== TASK DATA ==
#[cfg(test)]
#[path = "../tests/model/loading_condition_test.rs"]
mod tests;
//
use super::{compartment::CompartmentClass, tank_plan::TankPlan};
use crate::{
    common::{dbg_id::DbgId, interpolation::Interpolation, table::Table},
    error::{Error, StrErr},
    scanner::{cargo_hold_scanner::CargoHoldTables, sounding_scanner::SoundingTables},
};
use indexmap::IndexMap;
///
/// Columns of the sounding tables.
mod sounding_col {
    pub const VOLUME: usize = 1;
    pub const FILL: usize = 8;
    pub const LCG: usize = 9;
    pub const TCG: usize = 10;
    pub const VCG: usize = 11;
    pub const INERTIA: usize = 12;
}
///
/// Columns of the cargo hold tables.
mod hold_col {
    pub const VOLUME: usize = 1;
    pub const LCG: usize = 2;
    pub const TCG: usize = 3;
    pub const VCG: usize = 4;
}
///
/// Row of the cargo hold table holding the hold capacity.
const HOLD_CAPACITY_ROW: usize = 11;
///
/// Mass, center of gravity, and free surface moment of a compartment.
#[derive(Clone, Copy, Debug, Default, PartialEq)]
pub struct CompartmentLoad {
    pub mass: f64,
    pub lcg: f64,
    pub tcg: f64,
    pub vcg: f64,
    ///
    /// Free surface moment.
    pub fsm: f64,
}
///
/// Loads of the loading condition compartments in the order of the book.
#[derive(Clone, Debug, Default, PartialEq)]
pub struct CompartmentProperties {
    loads: IndexMap<String, CompartmentLoad>,
}
//
//
impl CompartmentProperties {
    ///
    /// Load of compartment `id`, if present.
    pub fn get(&self, id: &str) -> Option<&CompartmentLoad> {
        self.loads.get(id)
    }
    //
    //
    pub fn iter(&self) -> impl Iterator<Item = (&str, &CompartmentLoad)> {
        self.loads.iter().map(|(id, load)| (id.as_str(), load))
    }
    //
    //
    pub fn len(&self) -> usize {
        self.loads.len()
    }
    //
    //
    pub fn is_empty(&self) -> bool {
        self.loads.is_empty()
    }
}
//
//
impl FromIterator<(String, CompartmentLoad)> for CompartmentProperties {
    fn from_iter<I: IntoIterator<Item = (String, CompartmentLoad)>>(iter: I) -> Self {
        Self {
            loads: iter.into_iter().collect(),
        }
    }
}
///
/// Values of a sounding table interpolated by fill percentage.
#[derive(Clone, Copy, Debug, PartialEq)]
pub struct SoundingValues {
    pub volume: f64,
    pub lcg: f64,
    pub tcg: f64,
    pub vcg: f64,
    pub inertia: f64,
}
///
/// Center of gravity of a cargo hold interpolated by volume.
#[derive(Clone, Copy, Debug, PartialEq)]
pub struct HoldValues {
    pub lcg: f64,
    pub tcg: f64,
    pub vcg: f64,
}
///
/// Normalizes the tank plan of a loading condition into [CompartmentProperties].
///
/// The first compartment failed to normalize fails the whole calculation.
pub struct LoadingCondition<'a> {
    dbgid: DbgId,
    tank_plan: &'a TankPlan,
    sounding_tables: &'a SoundingTables,
    hold_tables: &'a CargoHoldTables,
}
//
//
impl<'a> LoadingCondition<'a> {
    ///
    /// Creates a new instance.
    pub fn new(
        parent: &DbgId,
        tank_plan: &'a TankPlan,
        sounding_tables: &'a SoundingTables,
        hold_tables: &'a CargoHoldTables,
    ) -> Self {
        Self {
            dbgid: DbgId::with_parent(parent, "LoadingCondition"),
            tank_plan,
            sounding_tables,
            hold_tables,
        }
    }
    ///
    /// Returns loads of all compartments of the tank plan.
    ///
    /// # Errors
    /// [Error::CompartmentResolution] with the id of the first failed compartment.
    pub fn calculate(&self) -> Result<CompartmentProperties, Error> {
        let callee = "calculate";
        let mut loads = IndexMap::with_capacity(self.tank_plan.len());
        for (id, fields) in self.tank_plan.iter() {
            match self.compartment(id, fields) {
                Ok(Some(load)) => {
                    log::debug!("{}.{} | '{}': {:?}", self.dbgid, callee, id, load);
                    loads.insert(id.to_owned(), load);
                }
                Ok(None) => {}
                Err(err) => {
                    let err = err.for_compartment(id);
                    log::error!("{}.{} | {}", self.dbgid, callee, err);
                    return Err(err);
                }
            }
        }
        log::info!("{}.{} | Compartments: {}", self.dbgid, callee, loads.len());
        Ok(CompartmentProperties { loads })
    }
    ///
    /// Returns load of compartment `id`, `None` for entries out of the mass aggregation.
    fn compartment(&self, id: &str, fields: &[f64]) -> Result<Option<CompartmentLoad>, Error> {
        let class = CompartmentClass::of(id)?;
        let load = match class {
            CompartmentClass::CargoHold(hold) => self.cargo_hold(id, hold, fields)?,
            CompartmentClass::FloatingCondition => return Ok(None),
            _ if self.sounding_tables.contains(id) => self.sounded(id, fields)?,
            CompartmentClass::Lightweight => CompartmentLoad {
                mass: field(id, fields, 0)?,
                lcg: field(id, fields, 1)?,
                tcg: field(id, fields, 2)?,
                vcg: field(id, fields, 3)?,
                fsm: 0.0,
            },
            CompartmentClass::Listed => CompartmentLoad {
                mass: field(id, fields, 0)?,
                lcg: field(id, fields, 2)?,
                tcg: field(id, fields, 3)?,
                vcg: field(id, fields, 4)?,
                fsm: field(id, fields, 5)?,
            },
        };
        Ok(Some(load))
    }
    ///
    /// Load of a tank interpolated from its sounding table by the fill percentage.
    fn sounded(&self, id: &str, fields: &[f64]) -> Result<CompartmentLoad, Error> {
        let fill = field(id, fields, 1)?;
        let table = self
            .sounding_tables
            .get(id)
            .ok_or_else(|| missing_table(id, "sounding table"))?;
        let values = self.sounding_values(table, fill)?;
        let density = self.tank_plan.densities().resolve(id)?;
        Ok(CompartmentLoad {
            mass: density * values.volume,
            lcg: values.lcg,
            tcg: values.tcg,
            vcg: values.vcg,
            fsm: density * values.inertia,
        })
    }
    ///
    /// Returns sounding table values at `fill` percentage.
    ///
    /// The inertia moment is never negative.
    pub fn sounding_values(&self, table: &Table, fill: f64) -> Result<SoundingValues, Error> {
        use sounding_col::*;
        let vals = Interpolation::new(&self.dbgid, table, FILL)
            .with_floor(&[INERTIA])
            .get(fill, &[VOLUME, LCG, TCG, VCG, INERTIA])?;
        Ok(SoundingValues {
            volume: vals[0],
            lcg: vals[1],
            tcg: vals[2],
            vcg: vals[3],
            inertia: vals[4],
        })
    }
    ///
    /// Load of a cargo hold, its volume is the fill percentage of the hold capacity.
    fn cargo_hold(&self, id: &str, hold: u8, fields: &[f64]) -> Result<CompartmentLoad, Error> {
        let fill = field(id, fields, 1)?;
        let table = self
            .hold_tables
            .get(hold)
            .ok_or_else(|| missing_table(id, &format!("cargo hold {} table", hold)))?;
        let capacity = table
            .row(HOLD_CAPACITY_ROW)
            .map(|row| row[hold_col::VOLUME])
            .ok_or_else(|| {
                Error::InsufficientData(StrErr::from(format!(
                    "{}.cargo_hold | Hold {} table has {} rows, capacity row {} expected",
                    self.dbgid,
                    hold,
                    table.len(),
                    HOLD_CAPACITY_ROW + 1
                )))
            })?;
        let volume = fill * capacity / 100.0;
        let values = self.hold_values(table, volume)?;
        let density = self.tank_plan.densities().resolve(id)?;
        Ok(CompartmentLoad {
            mass: density * volume,
            lcg: values.lcg,
            tcg: values.tcg,
            vcg: values.vcg,
            fsm: 0.0,
        })
    }
    ///
    /// Returns cargo hold table values at `volume`.
    pub fn hold_values(&self, table: &Table, volume: f64) -> Result<HoldValues, Error> {
        use hold_col::*;
        let vals = Interpolation::new(&self.dbgid, table, VOLUME).get(volume, &[LCG, TCG, VCG])?;
        Ok(HoldValues {
            lcg: vals[0],
            tcg: vals[1],
            vcg: vals[2],
        })
    }
}
///
/// Returns the value `index` of compartment `id` fields.
fn field(id: &str, fields: &[f64], index: usize) -> Result<f64, Error> {
    fields
        .get(index)
        .copied()
        .ok_or_else(|| Error::CompartmentResolution {
            id: id.to_owned(),
            cause: StrErr::from(format!(
                "LoadingCondition.field | Expected value {} of {} value(s)",
                index + 1,
                fields.len()
            )),
        })
}
//
//
fn missing_table(id: &str, table: &str) -> Error {
    Error::CompartmentResolution {
        id: id.to_owned(),
        cause: StrErr::from(format!("LoadingCondition | Missing {}", table)),
    }
}
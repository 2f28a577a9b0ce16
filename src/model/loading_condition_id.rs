#[cfg(test)]
#[path = "../tests/model/loading_condition_id_test.rs"]
mod tests;
//
use crate::error::{Error, StrErr};
use std::{fmt, ops::RangeInclusive, str::FromStr};
///
/// Number of a predefined loading condition of the trim and stability book.
///
/// Parsed from exactly two digits, e. g. `07`.
#[derive(Clone, Copy, Debug, PartialEq, Eq, Hash)]
pub struct LoadingConditionId(u8);
//
//
impl LoadingConditionId {
    ///
    /// Loading conditions present in the book.
    pub const RANGE: RangeInclusive<u8> = 1..=31;
    ///
    /// Numeric value of the id.
    pub fn value(&self) -> u8 {
        self.0
    }
    ///
    /// Text heading the loading condition in the book.
    pub fn marker(&self) -> String {
        format!("LOADING CONDITION - COND{:02}", self.0)
    }
}
//
//
impl FromStr for LoadingConditionId {
    type Err = Error;
    //
    //
    fn from_str(s: &str) -> Result<Self, Self::Err> {
        if s.len() != 2 || !s.bytes().all(|b| b.is_ascii_digit()) {
            return Err(Error::MalformedCondition(StrErr::from(format!(
                "LoadingConditionId.from_str | Improper input format '{}', expected 2 digits",
                s
            ))));
        }
        let value = s.parse::<u8>().map_err(|err| {
            Error::MalformedCondition(StrErr::from(format!(
                "LoadingConditionId.from_str | Failed parsing '{}': {}",
                s, err
            )))
        })?;
        Self::try_from(value)
    }
}
//
//
impl TryFrom<u8> for LoadingConditionId {
    type Error = Error;
    //
    //
    fn try_from(value: u8) -> Result<Self, Self::Error> {
        match Self::RANGE.contains(&value) {
            true => Ok(Self(value)),
            false => Err(Error::MalformedCondition(StrErr::from(format!(
                "LoadingConditionId.try_from | Non-existent loading condition {}, expected {:?}",
                value,
                Self::RANGE
            )))),
        }
    }
}
//
//
impl fmt::Display for LoadingConditionId {
    fn fmt(&self, f: &mut fmt::Formatter<'_>) -> fmt::Result {
        write!(f, "{:02}", self.0)
    }
}
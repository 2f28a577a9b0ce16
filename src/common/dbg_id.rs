///
/// Debug identity of a component, used as the prefix of log lines and error messages.
///
/// The identity of a nested component is built from its parent one.
#[derive(Clone, Debug, PartialEq, Eq, Hash)]
pub struct DbgId(pub String);
//
//
impl DbgId {
    ///
    /// Returns identity of `me` nested into `parent`.
    pub fn with_parent(parent: &DbgId, me: &str) -> Self {
        Self(format!("{}/{}", parent.0, me))
    }
}
//
//
impl std::fmt::Display for DbgId {
    fn fmt(&self, f: &mut std::fmt::Formatter<'_>) -> std::fmt::Result {
        write!(f, "{}", self.0)
    }
}
//
//
impl From<&str> for DbgId {
    fn from(value: &str) -> Self {
        Self(value.to_owned())
    }
}
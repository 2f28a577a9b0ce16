use super::{equilibrium_conf::EquilibriumConf, Equilibrium, EquilibriumResult};
use crate::{
    common::{dbg_id::DbgId, table::Table},
    error::Error,
    model::loading_condition::{CompartmentLoad, CompartmentProperties},
};
use std::sync::Once;
//
//
static INIT: Once = Once::new();
///
/// Once called initialisation.
fn init_once() {
    INIT.call_once(|| {
        let _ = env_logger::builder().is_test(true).try_init();
    })
}
///
/// Returns:
///  - ...
#[allow(clippy::unused_unit)]
fn init_each() -> () {}
//
//
fn conf() -> EquilibriumConf {
    EquilibriumConf { half_lbp: 100.0 }
}
///
/// Hydrostatic table of 2 rows, draught 8.0 and 8.5 m.
fn hydrostatic_table() -> Table {
    let row = |draught: f64, displacement: f64| {
        let mut row = vec![0.0; 30];
        // draught, displacement, lcf, lcb, vcb, kmt, mct
        (row[0], row[1], row[4], row[5], row[6], row[7], row[11]) =
            (draught, displacement, -1.0, 41.0, 4.0, 12.0, 100.0);
        row
    };
    Table::from_rows(30, [row(8.0, 9000.0), row(8.5, 9500.0)])
}
//
//
fn loads() -> CompartmentProperties {
    [
        ("Lightweight", CompartmentLoad { mass: 5000.0, lcg: 140.0, tcg: 0.0, vcg: 10.0, fsm: 0.0 }),
        ("R2.1P", CompartmentLoad { mass: 4250.0, lcg: 140.0, tcg: 0.0, vcg: 10.0, fsm: 925.0 }),
    ]
    .into_iter()
    .map(|(id, load)| (id.to_owned(), load))
    .collect()
}
///
/// Equilibrium of the loaded ship.
#[test]
fn solve() {
    init_once();
    init_each();
    let dbgid = DbgId("test Equilibrium.solve".to_owned());
    log::debug!("\n{}", dbgid);
    let result = Equilibrium::new(&dbgid, conf())
        .solve(&loads(), &hydrostatic_table())
        .unwrap();
    let trim = 9250.0 * (141.0 - 140.0) / (100.0 * 100.0);
    #[rustfmt::skip]
    let test_data = [
        // 0
        ("displacement",    result.displacement,    9250.0),
        ("lcg",             result.lcg,             140.0),
        ("tcg",             result.tcg,             0.1),
        ("vcg",             result.vcg,             10.0),
        ("draught_moulded", result.draught_moulded, 8.25),
        // 5
        ("lcf",             result.lcf,             99.0),
        ("lcb",             result.lcb,             141.0),
        ("vcb",             result.vcb,             4.0),
        ("kmt",             result.kmt,             12.0),
        ("mct",             result.mct,             100.0),
        // 10
        ("trim",            result.trim,            0.925),
        ("gm",              result.gm,              2.0),
        ("heel",            result.heel,            (0.1f64 / 2.0).atan().to_degrees()),
        ("draught_fwd",     result.draught_fwd,     8.25 - 0.5 * trim),
        ("draught_aft",     result.draught_aft,     8.25 + 0.5 * trim),
    ];
    for (step, (name, result, target)) in test_data.into_iter().enumerate() {
        assert!(
            (result - target).abs() < 1e-9,
            "{} | step={} {}: result={} target={}",
            dbgid,
            step,
            name,
            result,
            target
        );
    }
    assert!(!result.is_degenerate(), "{} | degenerate", dbgid);
}
///
/// Solving is a pure function of its inputs.
#[test]
fn solve_repeated() {
    init_once();
    init_each();
    let dbgid = DbgId("test Equilibrium.solve_repeated".to_owned());
    log::debug!("\n{}", dbgid);
    let equilibrium = Equilibrium::new(&dbgid, conf());
    let (loads, table) = (loads(), hydrostatic_table());
    let first = equilibrium.solve(&loads, &table).unwrap();
    let second = equilibrium.solve(&loads, &table).unwrap();
    assert_eq!(first, second, "{} | repeated", dbgid);
}
///
/// No compartments give zero displacement, which isn't an error.
#[test]
fn solve_degenerate() {
    init_once();
    init_each();
    let dbgid = DbgId("test Equilibrium.solve_degenerate".to_owned());
    log::debug!("\n{}", dbgid);
    let result = Equilibrium::new(&dbgid, conf())
        .solve(&CompartmentProperties::default(), &hydrostatic_table())
        .unwrap();
    assert!(result.is_degenerate(), "{} | degenerate", dbgid);
    assert_eq!(
        (result.lcg, result.tcg, result.vcg, result.trim),
        (0.0, 0.0, 0.0, 0.0),
        "{} | centers",
        dbgid
    );
    assert_eq!(result.gm, 12.0, "{} | gm", dbgid);
    assert_eq!(result.heel, 0.0, "{} | heel", dbgid);
    assert_ne!(result, EquilibriumResult::default(), "{} | hydrostatics", dbgid);
}
///
/// Hydrostatic table too short to interpolate.
#[test]
fn solve_insufficient_data() {
    init_once();
    init_each();
    let dbgid = DbgId("test Equilibrium.solve_insufficient_data".to_owned());
    log::debug!("\n{}", dbgid);
    let table = Table::from_rows(30, hydrostatic_table().rows().take(1).map(<[f64]>::to_vec));
    let result = Equilibrium::new(&dbgid, conf()).solve(&loads(), &table);
    assert!(
        matches!(result, Err(Error::InsufficientData(_))),
        "{} | result: {:?}",
        dbgid,
        result
    );
}
///
/// Longitudinal centers are measured from the aft perpendicular.
#[test]
fn hydrostatics() {
    init_once();
    init_each();
    let dbgid = DbgId("test Equilibrium.hydrostatics".to_owned());
    log::debug!("\n{}", dbgid);
    let equilibrium = Equilibrium::new(&dbgid, EquilibriumConf::default());
    let result = equilibrium.hydrostatics(&hydrostatic_table(), 9000.0).unwrap();
    assert_eq!(result.draught_moulded, 8.0, "{} | draught", dbgid);
    assert_eq!(result.lcf, 139.1 + -1.0, "{} | lcf", dbgid);
    assert_eq!(result.lcb, 139.1 + 41.0, "{} | lcb", dbgid);
}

== WORK TASK ==
Precisely the lines between those holding "impl TryFrom<u8> for" and "impl fmt::Display for", inclusive, are to be reproduced from the listing above, with nothing added.

== REPLY TO THE EXERCISE ==
impl TryFrom<u8> for LoadingConditionId {
    type Error = Error;
    //
    //
    fn try_from(value: u8) -> Result<Self, Self::Error> {
        match Self::RANGE.contains(&value) {
            true => Ok(Self(value)),
            false => Err(Error::MalformedCondition(StrErr::from(format!(
                "LoadingConditionId.try_from | Non-existent loading condition {}, expected {:?}",
                value,
                Self::RANGE
            )))),
        }
    }
}
//
//
impl fmt::Display for LoadingConditionId {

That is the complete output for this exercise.